The share of bad loans in Russian banks' portfolios will grow while lending growth rates will fall after a new rule forcing lenders to disclose their true interest rates came into force, a top central banker said on Tuesday.

The central bank introduced the rule this week following a number of lawsuits from borrowers who said they had been cheated by banks into paying more interest than they were originally told.

"The riskiest forms of consumer lending will now shrink," Alexei Simanovsky, head of the banking supervision department at the central bank, told reporters.

Russia's most aggressive lenders used to charge up to 50 percent interest on short-term consumer loans because Russians, who still have little experience of banking, have failed to see numerous hidden fees and commissions. Simanovsky estimated that the share of bad loans will grow to 3.5 percent by the end of the year from the current 3.0 percent but said banks have sufficient provisions and the rise posed no threat to the banking system. "I am convinced that today it does not threaten the banking system," Simanovsky said, adding that a higher share of bad loans is also a result of slower lending growth.

Simanovsky said the central bank had found no reason for concern after regular inspections. "But it does not mean we view the situation through rosy glasses," he said.

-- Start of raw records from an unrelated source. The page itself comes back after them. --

// Copyright (c) 2023 The Quartz Core developers
// Licensed under the Apache License, Version 2.0 see LICENSE-APACHE or
// http://www.apache.org/licenses/LICENSE-2.0 or the MIT license, see
// LICENSE-MIT or http://opensource.org/licenses/MIT

pub mod api;
pub mod machine;

pub use api::QuartzAtApi;
pub use machine::{ExecutionErr, MachineState, OpCode, PlatformApi};

use crate::chain::{Repository, RepositoryErr};
use crate::consensus::{AtSettings, Money};
use crate::primitives::{Address, PublicKey, TransactionData};
use bincode::{Decode, Encode};
use log::debug;

/// Packed 64-bit AT timestamp: block height in the high 32 bits,
/// transaction sequence within the block in the low 32. Ordering is
/// lexicographic on (height, sequence); zero marks "no transaction found".
#[derive(Clone, Copy, Debug, PartialEq, Eq, PartialOrd, Ord)]
pub struct Timestamp {
    pub height: u32,
    pub sequence: u32,
}

impl Timestamp {
    #[must_use]
    pub fn new(height: u32, sequence: u32) -> Self {
        Self { height, sequence }
    }

    #[must_use]
    pub fn pack(self) -> u64 {
        (u64::from(self.height) << 32) | u64::from(self.sequence)
    }

    #[must_use]
    pub fn unpack(value: u64) -> Self {
        Self {
            height: (value >> 32) as u32,
            sequence: value as u32,
        }
    }
}

/// A deployed AT: address, creator, creation height and the opaque state
/// blob its machine is reconstituted from each round. Balance is carried on
/// the AT's account, not here.
#[derive(Clone, Debug, PartialEq, Encode, Decode)]
pub struct AtData {
    pub address: Address,
    pub creator_public_key: PublicKey,
    pub creation_height: u32,
    pub state: Vec<u8>,
}

impl AtData {
    /// Builds the record for a freshly deployed AT. The address is a pure
    /// function of (creator, creation reference).
    #[must_use]
    pub fn deploy(
        creator_public_key: PublicKey,
        creation_reference: &[u8],
        creation_height: u32,
        machine: &MachineState,
    ) -> Self {
        Self {
            address: Address::from_at_creation(&creator_public_key, creation_reference),
            creator_public_key,
            creation_height,
            state: machine.serialize(),
        }
    }
}

/// Outcome of one AT's round: the updated record, the transactions it
/// emitted (empty on failed rounds) and the fees to debit. The caller
/// applies all of it atomically with block application.
#[derive(Clone, Debug)]
pub struct AtRoundResult {
    pub at: AtData,
    pub transactions: Vec<TransactionData>,
    pub fees: Money,
}

/// Runs every eligible AT for the block at `block_height`, in canonical
/// order (ascending AT address). Rounds are independent; each reconstitutes
/// its machine from the persisted blob and re-serialises it afterwards.
pub fn process_block_ats<R: Repository>(
    repository: &R,
    settings: &AtSettings,
    block_height: u32,
) -> Result<Vec<AtRoundResult>, RepositoryErr> {
    let block_tx_count = repository.transactions_in_block(block_height)?.len() as u32;
    let mut emission_base = block_tx_count;
    let mut results = Vec::new();

    for at in repository.active_ats()? {
        let mut machine =
            MachineState::deserialize(&at.state).map_err(|_| RepositoryErr::CorruptData)?;

        if machine.is_stopped() || machine.is_finished() || machine.is_frozen() || machine.is_fatal()
        {
            continue;
        }

        if machine.is_sleeping() {
            if machine.sleep_until_height() > block_height {
                continue;
            }
            machine.wake();
        } else {
            // Scratch registers only survive across a sleep; every other
            // round starts with A and B cleared
            machine.zero_a();
            machine.zero_b();
        }

        // Reflect funds received since the previous round in the balance
        // the VM can observe
        let balance = repository.account_balance(&at.address)?;
        machine.set_current_balance(balance);
        machine.reset_steps();

        let mut api = QuartzAtApi::new(repository, &at, settings, block_height, emission_base);
        machine.run(&mut api, settings);

        if let Some(err) = api.take_repository_error() {
            // Ledger reads failed mid-round: the whole block application
            // must be rejected
            return Err(err);
        }

        let fees = settings.fee_per_step * Money::from(machine.steps());

        let result = if machine.is_fatal() {
            // Failed round: discard emissions, debit full fees if possible
            let debited = fees.min(balance);
            machine.set_previous_balance(balance - debited);
            debug!(
                "AT {} failed its round, debiting {} in fees",
                at.address, debited
            );

            AtRoundResult {
                at: AtData {
                    state: machine.serialize(),
                    ..at.clone()
                },
                transactions: Vec::new(),
                fees: debited,
            }
        } else if fees > balance {
            // Cannot cover its own execution: freeze without emissions
            machine.set_frozen(true);
            machine.set_previous_balance(balance);
            debug!("AT {} frozen: balance {} below fees {}", at.address, balance, fees);

            AtRoundResult {
                at: AtData {
                    state: machine.serialize(),
                    ..at.clone()
                },
                transactions: Vec::new(),
                fees: 0,
            }
        } else {
            if machine.is_stopped() || machine.is_finished() {
                let remaining = balance
                    .saturating_sub(fees)
                    .saturating_sub(api.amount_spent());
                if remaining > 0 {
                    api.on_finished(remaining, &mut machine);
                }
                machine.set_previous_balance(0);
            } else {
                machine.set_previous_balance(
                    balance
                        .saturating_sub(fees)
                        .saturating_sub(api.amount_spent()),
                );
            }

            let transactions = api.into_transactions();
            emission_base += transactions.len() as u32;

            AtRoundResult {
                at: AtData {
                    state: machine.serialize(),
                    ..at.clone()
                },
                transactions,
                fees,
            }
        };

        results.push(result);
    }

    Ok(results)
}

#[cfg(test)]
mod tests {
    use super::*;

    #[test]
    fn timestamp_packing_orders_lexicographically() {
        let earlier = Timestamp::new(10, 3);
        let later_same_block = Timestamp::new(10, 4);
        let later_block = Timestamp::new(11, 0);

        assert!(earlier.pack() < later_same_block.pack());
        assert!(later_same_block.pack() < later_block.pack());
        assert_eq!(Timestamp::unpack(earlier.pack()), earlier);
        assert_eq!(Timestamp::unpack(0), Timestamp::new(0, 0));
    }
}
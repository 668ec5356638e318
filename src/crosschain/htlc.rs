// Copyright (c) 2023 The Quartz Core developers
// Licensed under the Apache License, Version 2.0 see LICENSE-APACHE or
// http://www.apache.org/licenses/LICENSE-2.0 or the MIT license, see
// LICENSE-MIT or http://opensource.org/licenses/MIT

use bitcoin::blockdata::opcodes::all as op;
use bitcoin::blockdata::script::Builder;
use bitcoin::{Address, Network, Script, ScriptBuf};

/// Length of the swap secret in bytes, enforced by the script itself.
pub const SECRET_LENGTH: i64 = 32;

#[derive(Debug)]
pub enum HtlcErr {
    /// Script bytes do not match the canonical HTLC layout
    NotAnHtlcScript(&'static str),

    /// Malformed key, hash or lock time
    InvalidInput(&'static str),
}

/// Hash-time-locked contract between the native chain and the external
/// chain: (refunderPKH, lockTime, redeemerPKH, secretHash160). Its
/// canonical serialisation is the redeem script; its address is the P2SH
/// of that script. A single byte of deviation changes the address, so the
/// byte layout here is part of the external interface.
#[derive(Clone, Copy, Debug, PartialEq, Eq)]
pub struct HtlcScript {
    pub refunder_pkh: [u8; 20],
    pub lock_time: u32,
    pub redeemer_pkh: [u8; 20],
    pub secret_hash: [u8; 20],
}

impl HtlcScript {
    /// Builds the canonical redeem script:
    ///
    /// ```text
    /// OP_IF
    ///     OP_SIZE <secretLen> OP_EQUALVERIFY
    ///     OP_HASH160 <secretHash> OP_EQUALVERIFY
    ///     OP_DUP OP_HASH160 <redeemerPKH>
    /// OP_ELSE
    ///     <lockTime> OP_CHECKLOCKTIMEVERIFY OP_DROP
    ///     OP_DUP OP_HASH160 <refunderPKH>
    /// OP_ENDIF
    /// OP_EQUALVERIFY OP_CHECKSIG
    /// ```
    #[must_use]
    pub fn redeem_script(&self) -> ScriptBuf {
        Builder::new()
            .push_opcode(op::OP_IF)
            .push_opcode(op::OP_SIZE)
            .push_int(SECRET_LENGTH)
            .push_opcode(op::OP_EQUALVERIFY)
            .push_opcode(op::OP_HASH160)
            .push_slice(self.secret_hash)
            .push_opcode(op::OP_EQUALVERIFY)
            .push_opcode(op::OP_DUP)
            .push_opcode(op::OP_HASH160)
            .push_slice(self.redeemer_pkh)
            .push_opcode(op::OP_ELSE)
            .push_int(i64::from(self.lock_time))
            .push_opcode(op::OP_CLTV)
            .push_opcode(op::OP_DROP)
            .push_opcode(op::OP_DUP)
            .push_opcode(op::OP_HASH160)
            .push_slice(self.refunder_pkh)
            .push_opcode(op::OP_ENDIF)
            .push_opcode(op::OP_EQUALVERIFY)
            .push_opcode(op::OP_CHECKSIG)
            .into_script()
    }

    /// Parses redeem-script bytes back into the contract tuple. Strict:
    /// anything but the canonical layout is rejected.
    pub fn parse(script: &Script) -> Result<Self, HtlcErr> {
        let bytes = script.as_bytes();
        let bad = |what| HtlcErr::NotAnHtlcScript(what);

        let mut pos = 0usize;

        expect(
            bytes,
            &mut pos,
            &[
                op::OP_IF.to_u8(),
                op::OP_SIZE.to_u8(),
                0x01,
                SECRET_LENGTH as u8,
                op::OP_EQUALVERIFY.to_u8(),
                op::OP_HASH160.to_u8(),
                0x14,
            ],
            "secret branch prologue",
        )?;

        let secret_hash = read_hash20(bytes, &mut pos).ok_or(bad("secret hash"))?;

        expect(
            bytes,
            &mut pos,
            &[
                op::OP_EQUALVERIFY.to_u8(),
                op::OP_DUP.to_u8(),
                op::OP_HASH160.to_u8(),
                0x14,
            ],
            "redeemer prologue",
        )?;

        let redeemer_pkh = read_hash20(bytes, &mut pos).ok_or(bad("redeemer PKH"))?;

        expect(bytes, &mut pos, &[op::OP_ELSE.to_u8()], "else")?;

        let lock_time = read_script_num(bytes, &mut pos).ok_or(bad("lock time"))?;
        let lock_time = u32::try_from(lock_time).map_err(|_| bad("lock time range"))?;

        expect(
            bytes,
            &mut pos,
            &[
                op::OP_CLTV.to_u8(),
                op::OP_DROP.to_u8(),
                op::OP_DUP.to_u8(),
                op::OP_HASH160.to_u8(),
                0x14,
            ],
            "refund branch prologue",
        )?;

        let refunder_pkh = read_hash20(bytes, &mut pos).ok_or(bad("refunder PKH"))?;

        expect(
            bytes,
            &mut pos,
            &[
                op::OP_ENDIF.to_u8(),
                op::OP_EQUALVERIFY.to_u8(),
                op::OP_CHECKSIG.to_u8(),
            ],
            "epilogue",
        )?;

        if pos != bytes.len() {
            return Err(bad("trailing bytes"));
        }

        Ok(Self {
            refunder_pkh,
            lock_time,
            redeemer_pkh,
            secret_hash,
        })
    }

    /// P2SH address of the redeem script on the given network.
    #[must_use]
    pub fn p2sh_address(&self, network: Network) -> Address {
        Address::p2sh(&self.redeem_script(), network).expect("HTLC script is below the P2SH limit")
    }
}

fn expect(
    bytes: &[u8],
    pos: &mut usize,
    expected: &[u8],
    what: &'static str,
) -> Result<(), HtlcErr> {
    if bytes.len() < *pos + expected.len() || &bytes[*pos..*pos + expected.len()] != expected {
        return Err(HtlcErr::NotAnHtlcScript(what));
    }
    *pos += expected.len();
    Ok(())
}

fn read_hash20(bytes: &[u8], pos: &mut usize) -> Option<[u8; 20]> {
    if bytes.len() < *pos + 20 {
        return None;
    }
    let mut out = [0u8; 20];
    out.copy_from_slice(&bytes[*pos..*pos + 20]);
    *pos += 20;
    Some(out)
}

/// Reads one minimally-encoded script number push (length byte + LE bytes,
/// top bit of the last byte is the sign).
fn read_script_num(bytes: &[u8], pos: &mut usize) -> Option<i64> {
    let len = *bytes.get(*pos)? as usize;
    if len == 0 || len > 5 || bytes.len() < *pos + 1 + len {
        return None;
    }

    let data = &bytes[*pos + 1..*pos + 1 + len];
    *pos += 1 + len;

    let mut value: i64 = 0;
    for (i, byte) in data.iter().enumerate() {
        if i == len - 1 {
            value |= i64::from(byte & 0x7f) << (8 * i);
            if byte & 0x80 != 0 {
                value = -value;
            }
        } else {
            value |= i64::from(*byte) << (8 * i);
        }
    }

    Some(value)
}

#[cfg(test)]
mod tests {
    use super::*;

    fn contract() -> HtlcScript {
        HtlcScript {
            refunder_pkh: [0x33; 20],
            lock_time: 1_585_920_000,
            redeemer_pkh: [0x22; 20],
            secret_hash: [0x11; 20],
        }
    }

    #[test]
    fn redeem_script_bytes_are_canonical() {
        let script = contract().redeem_script();

        let mut expected = vec![0x63, 0x82, 0x01, 0x20, 0x88, 0xa9, 0x14];
        expected.extend_from_slice(&[0x11; 20]);
        expected.extend_from_slice(&[0x88, 0x76, 0xa9, 0x14]);
        expected.extend_from_slice(&[0x22; 20]);
        // 1585920000 == 0x5e873800, minimal little-endian push
        expected.extend_from_slice(&[0x67, 0x04, 0x00, 0x38, 0x87, 0x5e, 0xb1, 0x75]);
        expected.extend_from_slice(&[0x76, 0xa9, 0x14]);
        expected.extend_from_slice(&[0x33; 20]);
        expected.extend_from_slice(&[0x68, 0x88, 0xac]);

        assert_eq!(script.as_bytes(), expected.as_slice());
    }

    #[test]
    fn parse_round_trips_and_p2sh_is_stable() {
        let original = contract();
        let script = original.redeem_script();

        let parsed = HtlcScript::parse(&script).unwrap();
        assert_eq!(parsed, original);

        assert_eq!(
            original.p2sh_address(Network::Testnet),
            parsed.p2sh_address(Network::Testnet)
        );
        assert_eq!(parsed.redeem_script(), script);
    }

    #[test]
    fn parse_rejects_mutations() {
        let script = contract().redeem_script();
        let bytes = script.as_bytes();

        // Flip the OP_IF
        let mut mutated = bytes.to_vec();
        mutated[0] = 0x64;
        assert!(HtlcScript::parse(Script::from_bytes(&mutated)).is_err());

        // Truncate
        assert!(HtlcScript::parse(Script::from_bytes(&bytes[..bytes.len() - 1])).is_err());

        // Trailing byte
        let mut extended = bytes.to_vec();
        extended.push(0x00);
        assert!(HtlcScript::parse(Script::from_bytes(&extended)).is_err());
    }

    #[test]
    fn different_lock_times_change_the_address() {
        let a = contract();
        let b = HtlcScript {
            lock_time: a.lock_time + 1,
            ..a
        };

        assert_ne!(
            a.p2sh_address(Network::Testnet),
            b.p2sh_address(Network::Testnet)
        );
    }
}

Economists warn the central bank's bad loan statistics can be inaccurate because Russian accounting rules make it easy for banks to strike bad loans off their balance sheets. Simanovsky said the spectacular rate of growth in Russia's consumer lending - 75 percent in 2006 - will fall this year to 60-75 percent. Billboards urging Russians to borrow to buy apartments, cars and home appliances are a common sight in big Russian cities. Banks have stands in many shopping malls where they issue cash to customers.

Last week, prosecutors asked the central bank and the anti-monopoly agency to investigate the Russian Standard bank, one of the leaders in consumer lending. Banks also borrowed extensively abroad taking advantage of low interest rates in developed countries and making hefty profits from issuing loans at home. Economists warn that banks could one day be saddled with millions of dollars in bad loans if a drop in oil prices hits the incomes of middle-class Russians.

Russian Standard, a household name for middle- and low-income Russians willing to borrow at high interest rates to buy a new TV or washing machine, owes about $3.5 billion in Eurobonds. The total external debt of Russian banks stood at $110 billion as of April 1 compared with $43 billion in sovereign debt.